Give again the entries below exactly, beginning at the first line and ending at the line with "let report = pool.probe_all(&prober).await;".

Segment Start: Data under study

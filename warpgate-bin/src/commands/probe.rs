use anyhow::{Context, Result};
use log::warn;
use warpgate_lib::{ConfigDir, HttpProber, ProxyPool};

use crate::ExitCode;
use crate::formatters::get_report_formatter;
use crate::options::Config;
use crate::report::ProbeSummary;

/// Load the pool, probe every endpoint exactly once and print the pool
/// statistics. Fails unless at least one probe passed.
pub(crate) async fn probe(cfg: &Config) -> Result<ExitCode> {
    let config = cfg.pool();
    let source = ConfigDir::new(&config.config_dir);
    let prober = HttpProber::new(config.probe_url.clone(), config.probe_timeout);

    let pool = ProxyPool::load(config, &source)
        .await
        .context("Cannot load endpoint definitions")?;
    if pool.is_empty() {
        warn!("No endpoints found in `{}`", cfg.config_dir.display());
    }

    let report = pool.probe_all(&prober).await;
    let summary = ProbeSummary::new(report, pool.stats());
    println!("{}", get_report_formatter(cfg.format).probe(&summary)?);

    Ok(if report.passed > 0 {
        ExitCode::Success
    } else {
        ExitCode::ExtractionFailure
    })
}
use log::{debug, info, warn};
use serde::Serialize;
use std::sync::Arc;
use url::Url;

use crate::admission::{Admission, AdmissionController, RequestMeta, TicketId};
use crate::extract::{Extractor, VideoInfo};
use crate::proxy::{EndpointId, ProxyPool};
use crate::{ErrorKind, Result};

/// A successful run through the [`Gateway`]
#[derive(Debug, Clone, PartialEq, Eq, Serialize)]
pub struct Extraction {
    /// Ticket the request was admitted under
    pub ticket: TicketId,
    /// Whether the request had to wait in the queue
    pub queued: bool,
    /// Endpoint the request went through, if proxied
    pub endpoint: Option<EndpointId>,
    /// What the extractor reported
    pub info: VideoInfo,
}

/// Drives a request through admission, proxy selection and extraction.
///
/// The admission controller and the proxy pool stay independent; the
/// gateway only sequences them: admit, wait for a permit, lease an
/// endpoint, extract, then release both with the outcome.
#[derive(Debug, Clone)]
pub struct Gateway {
    admission: Arc<AdmissionController>,
    pool: Option<Arc<ProxyPool>>,
    extractor: Arc<dyn Extractor>,
}

impl Gateway {
    /// A gateway that extracts directly, without proxies
    #[must_use]
    pub fn new(admission: Arc<AdmissionController>, extractor: Arc<dyn Extractor>) -> Self {
        Self {
            admission,
            pool: None,
            extractor,
        }
    }

    /// Route every extraction through an endpoint of `pool`
    #[must_use]
    pub fn with_pool(mut self, pool: Arc<ProxyPool>) -> Self {
        self.pool = Some(pool);
        self
    }

    /// The admission controller in use
    #[must_use]
    pub const fn admission(&self) -> &Arc<AdmissionController> {
        &self.admission
    }

    /// The proxy pool in use, if any
    #[must_use]
    pub const fn pool(&self) -> Option<&Arc<ProxyPool>> {
        self.pool.as_ref()
    }

    /// Run one extraction.
    ///
    /// Both the admission permit and the endpoint lease are returned on
    /// every path, including when the returned future is dropped early
    /// (counted as a failure then).
    ///
    /// # Errors
    ///
    /// - [`ErrorKind::RateLimited`], [`ErrorKind::QueueFull`] or
    ///   [`ErrorKind::AdmissionTimeout`] if the request is not admitted
    /// - [`ErrorKind::NoHealthyProxy`] if proxying is enabled and no
    ///   endpoint is available; the request fails right away
    /// - [`ErrorKind::Extraction`] if the extractor fails
    pub async fn extract(&self, target: &Url, priority: i32, meta: RequestMeta) -> Result<Extraction> {
        let admission = self.admission.try_acquire(meta, priority)?;
        let mut permit = PermitGuard::new(&self.admission, admission.id());
        if let Admission::Queued { id, .. } = admission {
            self.admission.await_slot(id, None).await?;
        }

        let mut lease = match &self.pool {
            Some(pool) => {
                let Some(endpoint) = pool.best() else {
                    warn!("Failing ticket {}: no healthy proxy", admission.id());
                    return Err(ErrorKind::NoHealthyProxy);
                };
                Some((LeaseGuard::new(pool, endpoint.id().clone()), endpoint.url()))
            }
            None => None,
        };

        let proxy = lease.as_ref().map(|(_, url)| url.as_str());
        debug!(
            "Ticket {} extracting {target} via {}",
            admission.id(),
            proxy.unwrap_or("direct connection")
        );
        let outcome = self.extractor.extract(target, proxy).await;
        let success = outcome.is_ok();

        let endpoint = lease.as_mut().map(|(guard, _)| guard.finish(success));
        permit.finish(success);

        let info = outcome?;
        info!("Ticket {} extracted {target}", admission.id());
        Ok(Extraction {
            ticket: admission.id(),
            queued: !admission.is_running(),
            endpoint,
            info,
        })
    }
}

/// Returns an admission permit exactly once
struct PermitGuard<'a> {
    controller: &'a AdmissionController,
    id: TicketId,
    released: bool,
}

impl<'a> PermitGuard<'a> {
    const fn new(controller: &'a AdmissionController, id: TicketId) -> Self {
        Self {
            controller,
            id,
            released: false,
        }
    }

    fn finish(&mut self, success: bool) {
        if !self.released {
            self.released = true;
            self.controller.release(self.id, success);
        }
    }
}

impl Drop for PermitGuard<'_> {
    fn drop(&mut self) {
        self.finish(false);
    }
}

/// Returns an endpoint lease exactly once
struct LeaseGuard<'a> {
    pool: &'a ProxyPool,
    id: EndpointId,
    released: bool,
}

impl<'a> LeaseGuard<'a> {
    const fn new(pool: &'a ProxyPool, id: EndpointId) -> Self {
        Self {
            pool,
            id,
            released: false,
        }
    }

    fn finish(&mut self, success: bool) -> EndpointId {
        if !self.released {
            self.released = true;
            self.pool.release(&self.id, success);
        }
        self.id.clone()
    }
}

impl Drop for LeaseGuard<'_> {
    fn drop(&mut self) {
        self.finish(false);
    }
}

#[cfg(test)]
mod tests {
    use super::*;
    use crate::admission::{AdmissionConfig, TierLimits};
    use crate::extract::ExtractionError;
    use crate::proxy::{EndpointDefinition, PoolConfig};
    use async_trait::async_trait;
    use pretty_assertions::assert_eq;
    use std::sync::Mutex;
    use std::time::Duration;

    /// Records the proxies it was asked to use and fails on demand
    #[derive(Debug, Default)]
    struct RecordingExtractor {
        fail: bool,
        seen: Mutex<Vec<Option<String>>>,
    }

    #[async_trait]
    impl Extractor for RecordingExtractor {
        async fn extract(
            &self,
            target: &Url,
            proxy: Option<&str>,
        ) -> std::result::Result<VideoInfo, ExtractionError> {
            self.seen.lock().unwrap().push(proxy.map(ToString::to_string));
            if self.fail {
                return Err(ExtractionError::Status(500));
            }
            Ok(VideoInfo {
                target: target.clone(),
                final_url: target.clone(),
                status: 200,
                content_type: None,
                title: None,
                proxy: proxy.map(ToString::to_string),
            })
        }
    }

    fn admission(permits: usize) -> Arc<AdmissionController> {
        Arc::new(AdmissionController::new(AdmissionConfig {
            limits: Some(TierLimits {
                connectors: 1,
                per_connector_limit: permits,
                rate_per_second: 10.0,
                burst_limit: 10,
                connection_timeout: Duration::from_secs(5),
            }),
            ..AdmissionConfig::default()
        }))
    }

    fn pool(names: &[&str]) -> Arc<ProxyPool> {
        Arc::new(ProxyPool::new(
            PoolConfig::default(),
            names
                .iter()
                .map(|name| EndpointDefinition {
                    id: EndpointId::from(*name),
                    host: "127.0.0.1".to_string(),
                    port: 40000,
                })
                .collect(),
        ))
    }

    fn target() -> Url {
        Url::parse("https://www.youtube.com/watch?v=dQw4w9WgXcQ").unwrap()
    }

    #[tokio::test]
    async fn test_direct_extraction_releases_permit() {
        let admission = admission(2);
        let extractor = Arc::new(RecordingExtractor::default());
        let gateway = Gateway::new(admission.clone(), extractor.clone());

        let extraction = gateway.extract(&target(), 0, RequestMeta::default()).await.unwrap();
        assert!(!extraction.queued);
        assert_eq!(extraction.endpoint, None);
        assert_eq!(admission.available_permits(), 2);
        assert_eq!(admission.status().statistics.successful_requests, 1);
        assert_eq!(*extractor.seen.lock().unwrap(), vec![None]);
    }

    #[tokio::test]
    async fn test_proxied_extraction_releases_both() {
        let admission = admission(2);
        let pool = pool(&["a"]);
        let extractor = Arc::new(RecordingExtractor::default());
        let gateway = Gateway::new(admission.clone(), extractor.clone()).with_pool(pool.clone());

        let extraction = gateway.extract(&target(), 0, RequestMeta::default()).await.unwrap();
        let id = EndpointId::from("a");
        assert_eq!(extraction.endpoint, Some(id.clone()));
        assert_eq!(
            extraction.info.proxy.as_deref(),
            Some("socks5://127.0.0.1:40000")
        );

        let endpoint = pool.get(&id).unwrap();
        assert_eq!(endpoint.concurrent_requests(), 0);
        assert_eq!(endpoint.success_count(), 1);
        assert_eq!(admission.available_permits(), 2);
    }

    #[tokio::test]
    async fn test_no_healthy_proxy_fails_fast() {
        let admission = admission(2);
        let gateway = Gateway::new(admission.clone(), Arc::new(RecordingExtractor::default()))
            .with_pool(pool(&[]));

        assert_eq!(
            gateway.extract(&target(), 0, RequestMeta::default()).await,
            Err(ErrorKind::NoHealthyProxy)
        );
        assert_eq!(admission.available_permits(), 2);
        assert_eq!(admission.status().statistics.failed_requests, 1);
    }

    #[tokio::test]
    async fn test_extraction_failure_is_reported_to_both() {
        let admission = admission(2);
        let pool = pool(&["a"]);
        let extractor = Arc::new(RecordingExtractor {
            fail: true,
            ..RecordingExtractor::default()
        });
        let gateway = Gateway::new(admission.clone(), extractor).with_pool(pool.clone());

        assert_eq!(
            gateway.extract(&target(), 0, RequestMeta::default()).await,
            Err(ErrorKind::Extraction(ExtractionError::Status(500)))
        );
        let endpoint = pool.get(&EndpointId::from("a")).unwrap();
        assert_eq!(endpoint.error_count(), 1);
        assert_eq!(endpoint.concurrent_requests(), 0);
        assert_eq!(admission.status().statistics.failed_requests, 1);
    }

    #[tokio::test]
    async fn test_rejection_passes_through() {
        let admission = Arc::new(AdmissionController::new(AdmissionConfig {
            limits: Some(TierLimits {
                connectors: 1,
                per_connector_limit: 1,
                rate_per_second: 0.0,
                burst_limit: 0,
                connection_timeout: Duration::from_secs(5),
            }),
            ..AdmissionConfig::default()
        }));
        let gateway = Gateway::new(admission, Arc::new(RecordingExtractor::default()));

        assert_eq!(
            gateway.extract(&target(), 0, RequestMeta::default()).await,
            Err(ErrorKind::RateLimited)
        );
    }
}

Segment End: Data under study

## Finished task
filename warpgate-bin/src/commands/probe.rs
use anyhow::{Context, Result};
use log::warn;
use warpgate_lib::{ConfigDir, HttpProber, ProxyPool};

use crate::ExitCode;
use crate::formatters::get_report_formatter;
use crate::options::Config;
use crate::report::ProbeSummary;

/// Load the pool, probe every endpoint exactly once and print the pool
/// statistics. Fails unless at least one probe passed.
pub(crate) async fn probe(cfg: &Config) -> Result<ExitCode> {
    let config = cfg.pool();
    let source = ConfigDir::new(&config.config_dir);
    let prober = HttpProber::new(config.probe_url.clone(), config.probe_timeout);

    let pool = ProxyPool::load(config, &source)
        .await
        .context("Cannot load endpoint definitions")?;
    if pool.is_empty() {
        warn!("No endpoints found in `{}`", cfg.config_dir.display());
    }

    let report = pool.probe_all(&prober).await;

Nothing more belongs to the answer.